Pic 2 (These shots are static) Routered the 1/2 x 1/4 ledge for the insert plate lip to rest on
Pic 3 Using a Jigsaw I cut out the rest if the opening.
Pic 4 Test fitting the insert that I have, good fit.

Later I will post my plan to make a practice run into something practical.


----------



## jw2170 (Jan 24, 2008)

Good job, Jerry.

Practice makes perfect.......


----------



## Mike (Nov 22, 2004)

Jerry, you have to decide which type of fence you want to use. It doesn't get any easier than using an Oak Park type fence; just clamp and rout. If you want a taller fence sliding faces are a nice feature. The design for the fence in ShopNotes #1 works well. Many people like a fence with an aluminum angle... they all work.


----------



## Jack Wilson (Mar 14, 2010)

Jerry I see the "tail" you have fastened to the sole plate on your router in picture #2, how does that work out for you during the first few inches of your plough cut with the router?


----------



## xplorx4 (Dec 1, 2008)

Jack Wilson said:


> Jerry I see the "tail" you have fastened to the sole plate on your router in picture #2, how does that work out for you during the first few inches of your plough cut with the router?


It worked fine, just wanted to be sure the router stayed level. Needed to rotate the router at the end of each cut. I've never seen anyone do that but it worked for me in this application.


----------



## xplorx4 (Dec 1, 2008)

After seeing how well the cut out went I decided to find a way to use the practice top. The main problem was the practice material is only 1/2" thick MDF far too thin to use for a router top. Rather than add a bunch if extra layers of MDF or plywood I went to the oak small piece pile and came up with enough to border the MDF Pic 1. Pic 2 is a dry glue-up run (I made many dry runs just to set the clamps and be sure it worked) fitting the edge pieces. Pic 3 checking corner fit. Pic 4 gluing up the edge pieces. Pic 5-7 gluing up the framework under the top to support the router. Pic 8the almost finished product with the Ridgid router in place. Pic 9 I plan to make a simple fence out of a couple pieces of oak. Pic 10 I plan to mount my DeWALT 618 in the old insert as a dedicated, till needed else ware, router for this portable top. Pic 11 next is to finish my main router table. (Still wondering if I should just finish and wax the BB or use P-lam?)

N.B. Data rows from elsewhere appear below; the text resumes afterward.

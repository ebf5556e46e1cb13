use super::*;

/// Tests deleting a record.
///
/// Expected: Ok(true) with record removed
#[tokio::test]
async fn deletes_record() -> Result<(), DbErr> {
    let test = TestBuilder::new().with_record_tables().build().await.unwrap();
    let db = test.db.as_ref().unwrap();

    let record = factory::create_record(db).await?;

    let repo = RecordRepository::new(db);
    let deleted = repo.delete(&record.id).await?;

    assert!(deleted);

    let check = entity::prelude::Record::find_by_id(record.id.clone())
        .one(db)
        .await?;
    assert!(check.is_none());

    Ok(())
}

/// Tests that a deleted record no longer appears in the listing.
///
/// Expected: Ok with only the remaining record listed
#[tokio::test]
async fn deleted_record_is_not_listed() -> Result<(), DbErr> {
    let test = TestBuilder::new().with_record_tables().build().await.unwrap();
    let db = test.db.as_ref().unwrap();

    let records = factory::create_records(db, 2).await?;

    let repo = RecordRepository::new(db);
    repo.delete(&records[0].id).await?;

    let remaining = repo.get_all().await?;
    assert_eq!(remaining.len(), 1);
    assert_eq!(remaining[0].id, records[1].id);

    Ok(())
}

/// Tests deleting a record that does not exist.
///
/// Expected: Ok(false) with store unchanged
#[tokio::test]
async fn returns_false_for_unknown_id() -> Result<(), DbErr> {
    let test = TestBuilder::new().with_record_tables().build().await.unwrap();
    let db = test.db.as_ref().unwrap();

    factory::create_record(db).await?;

    let repo = RecordRepository::new(db);
    let deleted = repo.delete("never-issued").await?;

    assert!(!deleted);

    let count = entity::prelude::Record::find().count(db).await?;
    assert_eq!(count, 1);

    Ok(())
}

I plan to use this top whenever I need a table out of the shop, I have a reinforcing piece Pic 12 that I will be able to clamp on or run screws through to a work surface to hold the portable top in place.

This was a totally unplanned project thought out as I went. I find these unplanned projects to be the most fun.


----------



## jamesamd (Jul 21, 2011)

Coming along nicely,Jerry:yes2:
Jim


----------



## Mike (Nov 22, 2004)

Jerry, I would run either an 1/8" round over bit or a chamfering bit around those sharp edges. Get a can of Watco Danish oil or some wiping polyurethane to seal and protect the hardwood.


----------



## xplorx4 (Dec 1, 2008)

I need to sand the paint off thr MDF, yes it is MDF on the top!! When all this started it was just for practie so----? Now it has turned into a practical. The plan is to sand it down, roundover the edges and apply several coats of finish.


----------



## TwoSkies57 (Feb 23, 2009)

Don't just love it when a prototype actually works out so well, you just go with it.. 

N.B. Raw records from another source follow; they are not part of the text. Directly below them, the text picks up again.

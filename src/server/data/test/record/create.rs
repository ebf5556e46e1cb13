use super::*;

/// Tests creating a record.
///
/// Verifies that the repository stores the provided fields and assigns an id
/// and creation timestamp.
///
/// Expected: Ok with stored record returned
#[tokio::test]
async fn creates_record() -> Result<(), DbErr> {
    let test = TestBuilder::new().with_record_tables().build().await.unwrap();
    let db = test.db.as_ref().unwrap();

    let before = chrono::Utc::now();
    let repo = RecordRepository::new(db);
    let record = repo
        .create(CreateRecordParam {
            name: "A".to_string(),
            email: "a@x.com".to_string(),
            message: "hi".to_string(),
        })
        .await?;

    assert!(!record.id.is_empty());
    assert_eq!(record.name, "A");
    assert_eq!(record.email, "a@x.com");
    assert_eq!(record.message, "hi");
    assert!(record.created_at >= before - chrono::Duration::seconds(1));

    let stored = entity::prelude::Record::find_by_id(record.id.clone())
        .one(db)
        .await?;
    assert!(stored.is_some());

    Ok(())
}

/// Tests that created records appear exactly once in the listing.
///
/// Expected: Ok with exactly one matching record listed
#[tokio::test]
async fn created_record_is_listed_once() -> Result<(), DbErr> {
    let test = TestBuilder::new().with_record_tables().build().await.unwrap();
    let db = test.db.as_ref().unwrap();

    factory::create_records(db, 2).await?;

    let repo = RecordRepository::new(db);
    let record = repo
        .create(CreateRecordParam {
            name: "Unique".to_string(),
            email: "unique@example.com".to_string(),
            message: "only once".to_string(),
        })
        .await?;

    let all = repo.get_all().await?;
    let matching: Vec<_> = all
        .iter()
        .filter(|r| r.name == "Unique" && r.email == "unique@example.com")
        .collect();

    assert_eq!(matching.len(), 1);
    assert_eq!(matching[0].id, record.id);

    Ok(())
}

/// Tests that every created record receives a distinct id.
///
/// Expected: Ok with differing ids
#[tokio::test]
async fn assigns_distinct_ids() -> Result<(), DbErr> {
    let test = TestBuilder::new().with_record_tables().build().await.unwrap();
    let db = test.db.as_ref().unwrap();

    let repo = RecordRepository::new(db);
    let param = CreateRecordParam {
        name: "Same".to_string(),
        email: "same@example.com".to_string(),
        message: "same".to_string(),
    };
    let first = repo.create(param.clone()).await?;
    let second = repo.create(param).await?;

    assert_ne!(first.id, second.id);

    Ok(())
}

/// Tests that store failures surface as errors.
///
/// Creates a context without the record table so the insert fails.
///
/// Expected: Err
#[tokio::test]
async fn fails_without_record_table() -> Result<(), DbErr> {
    let test = TestBuilder::new().build().await.unwrap();
    let db = test.db.as_ref().unwrap();

    let repo = RecordRepository::new(db);
    let result = repo
        .create(CreateRecordParam {
            name: "A".to_string(),
            email: "a@x.com".to_string(),
            message: "hi".to_string(),
        })
        .await;

    assert!(result.is_err());

    Ok(())
}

nice job Jerry, looking great!


----------



## xplorx4 (Dec 1, 2008)

Yes I do, I am working on the fence now, this has gone from a "slap two boards together" to a ???, not sure where it will end up so I'm getting the camera out to try and document it. Sure is fun to create as you go, no plans just the imagination and a shop full of tools.


----------



## xplorx4 (Dec 1, 2008)

Well the fence is near complete. Started out with two boards Pic 1 but realized I needed more, dust control for one so just make a hole Pic 2, add a shop vac Pic 3 and presto fence---well not quite. The shop vac needed to be set back from the face of the fence and angled down to best capture the dust Pic 4. The way I did this was to fabricate a piece to hold the hose at an angle facing down toward the work. First I needed to find the angle Pic 5 for a piece to fit at the rear of the fence, next drill a hole with a 2 3/8 forestner bit Pic 6 to hold the vac hose, then cut the two angles on the TS Pic 7&8. Pic 9 there was a hole at the ends so I cut a piece to fill this in and glued it up, Pic15.

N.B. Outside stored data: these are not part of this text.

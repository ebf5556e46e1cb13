//! Error types and HTTP response handling.
//!
//! This module provides the application's error hierarchy and conversion logic for
//! transforming errors into appropriate HTTP responses. The `AppError` enum serves
//! as the top-level error type that wraps domain-specific errors and implements
//! `IntoResponse` for automatic error handling in API endpoints.

pub mod config;

use axum::{
    extract::rejection::{FormRejection, JsonRejection},
    http::StatusCode,
    response::{IntoResponse, Response},
    Json,
};
use thiserror::Error;

use crate::{
    model::api::{ErrorDto, StatusDto},
    server::error::config::ConfigError,
};

/// Top-level application error type.
///
/// Aggregates all possible error types that can occur in the application and provides
/// automatic conversion to HTTP responses. Startup-only variants (`ConfigErr`, `IoErr`)
/// are returned from `main` and never reach a client.
#[derive(Error, Debug)]
pub enum AppError {
    /// Configuration error during startup or environment variable loading.
    #[error(transparent)]
    ConfigErr(#[from] ConfigError),

    /// Database operation error from SeaORM not attributed to a record operation.
    ///
    /// Results in 500 Internal Server Error with error details logged server-side.
    #[error(transparent)]
    DbErr(#[from] sea_orm::DbErr),

    /// I/O failure while binding listeners or reading TLS material.
    #[error(transparent)]
    IoErr(#[from] std::io::Error),

    /// Record store failure during a specific operation.
    ///
    /// Results in 500 Internal Server Error. `source` is logged, only `message`
    /// is returned to the client.
    ///
    /// # Fields
    /// - `message` - Client-facing description of the failed operation
    /// - `source` - Underlying database error
    #[error("{message}: {source}")]
    StoreErr {
        message: &'static str,
        #[source]
        source: sea_orm::DbErr,
    },

    /// Resource not found error.
    ///
    /// Results in 404 Not Found with the provided error message.
    #[error("{0}")]
    NotFound(String),

    /// JSON request body could not be parsed into the expected shape.
    ///
    /// Results in the rejection's own status (400, 415 or 422).
    #[error(transparent)]
    JsonRejection(#[from] JsonRejection),

    /// Form-encoded request body could not be parsed into the expected shape.
    ///
    /// Results in the rejection's own status (400, 415 or 422).
    #[error(transparent)]
    FormRejection(#[from] FormRejection),
}

impl AppError {
    /// Wraps a database error raised by the given record operation.
    pub fn store(message: &'static str) -> impl FnOnce(sea_orm::DbErr) -> Self {
        move |source| Self::StoreErr { message, source }
    }
}

/// Converts application errors into HTTP responses.
///
/// # Returns
/// - 400/415/422 - For body rejections, using the `{success, message}` shape
/// - 404 Not Found - For `NotFound` variant
/// - 500 Internal Server Error - For `StoreErr` with its operation message, and a
///   generic message for every other variant
impl IntoResponse for AppError {
    fn into_response(self) -> axum::response::Response {
        match self {
            Self::NotFound(msg) => {
                (StatusCode::NOT_FOUND, Json(ErrorDto { error: msg })).into_response()
            }
            Self::StoreErr { message, source } => {
                tracing::error!("{}: {}", message, source);
                (
                    StatusCode::INTERNAL_SERVER_ERROR,
                    Json(ErrorDto {
                        error: message.to_string(),
                    }),
                )
                    .into_response()
            }
            Self::JsonRejection(rejection) => {
                tracing::debug!("Rejected JSON body: {}", rejection.body_text());
                (
                    rejection.status(),
                    Json(StatusDto::failure(rejection.body_text())),
                )
                    .into_response()
            }
            Self::FormRejection(rejection) => {
                tracing::debug!("Rejected form body: {}", rejection.body_text());
                (
                    rejection.status(),
                    Json(StatusDto::failure(rejection.body_text())),
                )
                    .into_response()
            }
            err => InternalServerError(err).into_response(),
        }
    }
}

/// Wrapper type for converting any displayable error into a 500 Internal Server Error response.
///
/// This struct logs the error message and returns a generic "Internal server error" message
/// to the client to avoid leaking implementation details.
pub struct InternalServerError<E>(pub E);

impl<E: std::fmt::Display> IntoResponse for InternalServerError<E> {
    fn into_response(self) -> Response {
        tracing::error!("{}", self.0);

        (
            StatusCode::INTERNAL_SERVER_ERROR,
            Json(ErrorDto {
                error: "Internal server error".to_string(),
            }),
        )
            .into_response()
    }
}
use entity::prelude::*;
use sea_orm::{sea_query::TableCreateStatement, EntityTrait, Schema};

use crate::{context::TestContext, error::TestError};

/// Builder for creating test contexts with customizable database schemas.
///
/// Provides a fluent interface for configuring test environments with in-memory SQLite
/// databases. Use the builder pattern to add entity tables, then call `build()` to
/// create the configured test context.
///
/// # Example
///
/// ```rust,ignore
/// use test_utils::builder::TestBuilder;
/// use entity::prelude::Record;
///
/// let test = TestBuilder::new()
///     .with_table(Record)
///     .build()
///     .await?;
/// ```
pub struct TestBuilder {
    /// CREATE TABLE statements executed in insertion order during `build()`.
    tables: Vec<TableCreateStatement>,
}

impl TestBuilder {
    /// Creates a new test builder with no tables configured.
    ///
    /// # Returns
    /// - New `TestBuilder` instance with empty table configuration
    pub fn new() -> Self {
        Self { tables: Vec::new() }
    }

    /// Adds an entity table to the test database schema.
    ///
    /// Generates a CREATE TABLE statement from the provided SeaORM entity using SQLite
    /// backend syntax. The table will be created when `build()` is called.
    ///
    /// # Arguments
    /// - `entity` - SeaORM entity model implementing `EntityTrait` to create table for
    ///
    /// # Returns
    /// - `Self` - Builder instance for method chaining
    pub fn with_table<E: EntityTrait>(mut self, entity: E) -> Self {
        let schema = Schema::new(sea_orm::DbBackend::Sqlite);
        self.tables.push(schema.create_table_from_entity(entity));
        self
    }

    /// Adds all tables required for record operations.
    ///
    /// # Returns
    /// - `Self` - Builder instance for method chaining
    pub fn with_record_tables(self) -> Self {
        self.with_table(Record)
    }

    /// Builds and initializes the test context with configured tables.
    ///
    /// Creates an in-memory SQLite database connection and executes all CREATE TABLE
    /// statements that were added via `with_table()`.
    ///
    /// # Returns
    /// - `Ok(TestContext)` - Fully initialized test context with database and tables ready
    /// - `Err(TestError::Database)`- Failed to connect to database or create tables
    pub async fn build(self) -> Result<TestContext, TestError> {
        let mut setup = TestContext::new();

        setup.with_tables(self.tables).await?;

        Ok(setup)
    }
}

impl Default for TestBuilder {
    fn default() -> Self {
        Self::new()
    }
}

The fence still needed one more thing, adjustability. I decided to use two adjustable wings. I used what I have on hand, some BB, "T" track and hardware. Pic 11-14. Pic 16-19 are of the almost finished product, need to clean up a messy glue job, add a 1/4" face to wings (seems the 1/2 screws to hold the "T" track are just through. I also need to come up with a better way to adjust the fence front to back, probably "T" track in the work surface, next issue, I'm tired.


----------



## jw2170 (Jan 24, 2008)

As usual, you are making great progress with this project, Jerry.


----------



## xplorx4 (Dec 1, 2008)

The ironic part is that this was never a project, it was practice for a project redoing my router table top which BTW is still to be done!! I will say however that I am enjoying this "non-project"!!


----------



## xplorx4 (Dec 1, 2008)

Finished the new unplaned router table and cut in the insert for the "new" old table see Pic 1,6 & 7 The final shots on new portable table Pic 2-5, gave John Mark first shot at the new one.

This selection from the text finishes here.